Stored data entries
★ ★ ★ ★
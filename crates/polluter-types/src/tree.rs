//! The parsed fixture document and its two traversal shapes.
//!
//! A [`Tree`] is the top-level object of a fixture. Engines walk it in one
//! of two ways:
//!
//! - [`Tree::entries`] -- every top-level named entry, whatever its shape
//!   (used by the key-value engine).
//! - [`Tree::collections`] -- only the entries holding an array of objects,
//!   each exposed as a [`Collection`] of rows (used by the relational engine).
//!
//! Both walks follow source order.

use serde::{Deserialize, Deserializer};

use crate::value::{Field, Record, Value};

/// A parsed fixture document.
#[derive(Debug, Clone, Default, PartialEq)]
pub struct Tree {
    root: Record,
}

impl Tree {
    /// Wrap a top-level record.
    pub const fn new(root: Record) -> Self {
        Self { root }
    }

    /// Iterate every top-level named entry in source order.
    pub fn entries(&self) -> std::slice::Iter<'_, Field> {
        self.root.iter()
    }

    /// Iterate the entries shaped as arrays of objects, in source order.
    ///
    /// Entries of any other shape are skipped.
    pub fn collections(&self) -> impl Iterator<Item = Collection<'_>> {
        self.root.iter().filter_map(Collection::from_field)
    }

    /// Number of top-level entries.
    pub fn len(&self) -> usize {
        self.root.len()
    }

    /// Whether the document has no entries.
    pub fn is_empty(&self) -> bool {
        self.root.is_empty()
    }

    /// Borrow the top-level record.
    pub const fn root(&self) -> &Record {
        &self.root
    }
}

impl From<Record> for Tree {
    fn from(root: Record) -> Self {
        Self { root }
    }
}

impl<'de> Deserialize<'de> for Tree {
    fn deserialize<D: Deserializer<'de>>(deserializer: D) -> Result<Self, D::Error> {
        Record::deserialize(deserializer).map(Self::new)
    }
}

/// A named entry whose value is an array of objects: a table or collection.
#[derive(Debug, Clone, PartialEq)]
pub struct Collection<'a> {
    name: &'a str,
    records: Vec<&'a Record>,
}

impl<'a> Collection<'a> {
    /// View `field` as a collection if every array element is an object.
    ///
    /// An empty array is a collection with no records.
    pub fn from_field(field: &'a Field) -> Option<Self> {
        let Value::Array(values) = &field.value else {
            return None;
        };
        let records = values
            .iter()
            .map(Value::as_object)
            .collect::<Option<Vec<_>>>()?;
        Some(Self {
            name: &field.name,
            records,
        })
    }

    /// Table or collection name.
    pub const fn name(&self) -> &'a str {
        self.name
    }

    /// Rows in source order.
    pub fn records(&self) -> &[&'a Record] {
        &self.records
    }

    /// Number of rows.
    pub fn len(&self) -> usize {
        self.records.len()
    }

    /// Whether the collection has no rows.
    pub fn is_empty(&self) -> bool {
        self.records.is_empty()
    }
}
//! Seed databases from ordered JSON/YAML fixtures.
//!
//! A fixture document names collections (or keys) and their rows. The
//! [`Polluter`] reads it, decodes it with a [`Parser`] into an
//! order-preserving tree, lets the configured [`Engine`] translate the
//! tree into [`Command`]s, and executes those against the store.
//!
//! # Pipeline
//!
//! ```text
//! bytes --Parser--> Tree --Engine::build--> [Command] --Engine::exec--> store
//!                                                   |
//!       MySQL / PostgreSQL: one INSERT per row, single transaction
//!       Redis:              one SET per top-level key, no rollback
//!       MongoDB:            one insert_many per collection, no rollback
//! ```
//!
//! # Modules
//!
//! - [`parse`] -- JSON and YAML decoding into a [`Tree`](polluter_types::Tree)
//! - [`command`] -- [`Command`] and [`Arg`], the build/exec hand-off
//! - [`engine`] -- [`Engine`], dispatch over the supported backends
//! - [`sql`] -- MySQL and `PostgreSQL` statement building and transactions;
//!   `PostgreSQL` parameters are encoded as the types the server infers
//! - [`redis`] -- Redis `SET` encoding and writes
//! - [`mongo`] -- `MongoDB` document conversion and batched inserts
//! - [`pool`] -- SQL connection pool configuration
//! - [`polluter`] -- the [`Polluter`] orchestrator
//! - [`error`] -- Per-stage error types

pub mod command;
pub mod engine;
pub mod error;
pub mod mongo;
pub mod parse;
mod pg;
pub mod polluter;
pub mod pool;
pub mod redis;
pub mod sql;

// Re-export primary types for convenience.
pub use command::{Arg, Command};
pub use engine::Engine;
pub use error::{ArgKind, BindError, EngineError, ParseError, PolluteError, Stage};
pub use mongo::MongoEngine;
pub use parse::Parser;
pub use polluter::Polluter;
pub use polluter_types::{Field, Record, Tree, Value};
pub use pool::PoolConfig;
pub use redis::RedisEngine;
pub use sql::{Dialect, SqlEngine, SqlPool};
★ ★ ★ ★
WHAT YOU HAVE TO DO
Write out all of the records exactly as they stand above.

RESULT FOR THIS TASK
filename crates/polluter-types/src/tree.rs
//! The parsed fixture document and its two traversal shapes.
//!
//! A [`Tree`] is the top-level object of a fixture. Engines walk it in one
//! of two ways:
//!
//! - [`Tree::entries`] -- every top-level named entry, whatever its shape
//!   (used by the key-value engine).
//! - [`Tree::collections`] -- only the entries holding an array of objects,
//!   each exposed as a [`Collection`] of rows (used by the relational engine).
//!
//! Both walks follow source order.

use serde::{Deserialize, Deserializer};

use crate::value::{Field, Record, Value};

/// A parsed fixture document.
#[derive(Debug, Clone, Default, PartialEq)]
pub struct Tree {
    root: Record,
}

impl Tree {
    /// Wrap a top-level record.
    pub const fn new(root: Record) -> Self {
        Self { root }
    }

    /// Iterate every top-level named entry in source order.
    pub fn entries(&self) -> std::slice::Iter<'_, Field> {
        self.root.iter()
    }

    /// Iterate the entries shaped as arrays of objects, in source order.
    ///
    /// Entries of any other shape are skipped.
    pub fn collections(&self) -> impl Iterator<Item = Collection<'_>> {
        self.root.iter().filter_map(Collection::from_field)
    }

    /// Number of top-level entries.
    pub fn len(&self) -> usize {
        self.root.len()
    }

    /// Whether the document has no entries.
    pub fn is_empty(&self) -> bool {
        self.root.is_empty()
    }

    /// Borrow the top-level record.
    pub const fn root(&self) -> &Record {
        &self.root
    }
}

impl From<Record> for Tree {
    fn from(root: Record) -> Self {
        Self { root }
    }
}

impl<'de> Deserialize<'de> for Tree {
    fn deserialize<D: Deserializer<'de>>(deserializer: D) -> Result<Self, D::Error> {
        Record::deserialize(deserializer).map(Self::new)
    }
}

/// A named entry whose value is an array of objects: a table or collection.
#[derive(Debug, Clone, PartialEq)]
pub struct Collection<'a> {
    name: &'a str,
    records: Vec<&'a Record>,
}

impl<'a> Collection<'a> {
    /// View `field` as a collection if every array element is an object.
    ///
    /// An empty array is a collection with no records.
    pub fn from_field(field: &'a Field) -> Option<Self> {
        let Value::Array(values) = &field.value else {
            return None;
        };
        let records = values
            .iter()
            .map(Value::as_object)
            .collect::<Option<Vec<_>>>()?;
        Some(Self {
            name: &field.name,
            records,
        })
    }

    /// Table or collection name.
    pub const fn name(&self) -> &'a str {
        self.name
    }

    /// Rows in source order.
    pub fn records(&self) -> &[&'a Record] {
        &self.records
    }

    /// Number of rows.
    pub fn len(&self) -> usize {
        self.records.len()
    }

    /// Whether the collection has no rows.
    pub fn is_empty(&self) -> bool {
        self.records.is_empty()
    }
}
//! Seed databases from ordered JSON/YAML fixtures.
//!
//! A fixture document names collections (or keys) and their rows. The
//! [`Polluter`] reads it, decodes it with a [`Parser`] into an
//! order-preserving tree, lets the configured [`Engine`] translate the
//! tree into [`Command`]s, and executes those against the store.
//!
//! # Pipeline
//!
//! ```text
//! bytes --Parser--> Tree --Engine::build--> [Command] --Engine::exec--> store
//!                                                   |
//!       MySQL / PostgreSQL: one INSERT per row, single transaction
//!       Redis:              one SET per top-level key, no rollback
//!       MongoDB:            one insert_many per collection, no rollback
//! ```
//!
//! # Modules
//!
//! - [`parse`] -- JSON and YAML decoding into a [`Tree`](polluter_types::Tree)
//! - [`command`] -- [`Command`] and [`Arg`], the build/exec hand-off
//! - [`engine`] -- [`Engine`], dispatch over the supported backends
//! - [`sql`] -- MySQL and `PostgreSQL` statement building and transactions;
//!   `PostgreSQL` parameters are encoded as the types the server infers
//! - [`redis`] -- Redis `SET` encoding and writes
//! - [`mongo`] -- `MongoDB` document conversion and batched inserts
//! - [`pool`] -- SQL connection pool configuration
//! - [`polluter`] -- the [`Polluter`] orchestrator
//! - [`error`] -- Per-stage error types

pub mod command;
pub mod engine;
pub mod error;
pub mod mongo;
pub mod parse;
mod pg;
pub mod polluter;
pub mod pool;
pub mod redis;
pub mod sql;

// Re-export primary types for convenience.
pub use command::{Arg, Command};
pub use engine::Engine;
pub use error::{ArgKind, BindError, EngineError, ParseError, PolluteError, Stage};
pub use mongo::MongoEngine;
pub use parse::Parser;
pub use polluter::Polluter;
pub use polluter_types::{Field, Record, Tree, Value};
pub use pool::PoolConfig;
pub use redis::RedisEngine;
pub use sql::{Dialect, SqlEngine, SqlPool};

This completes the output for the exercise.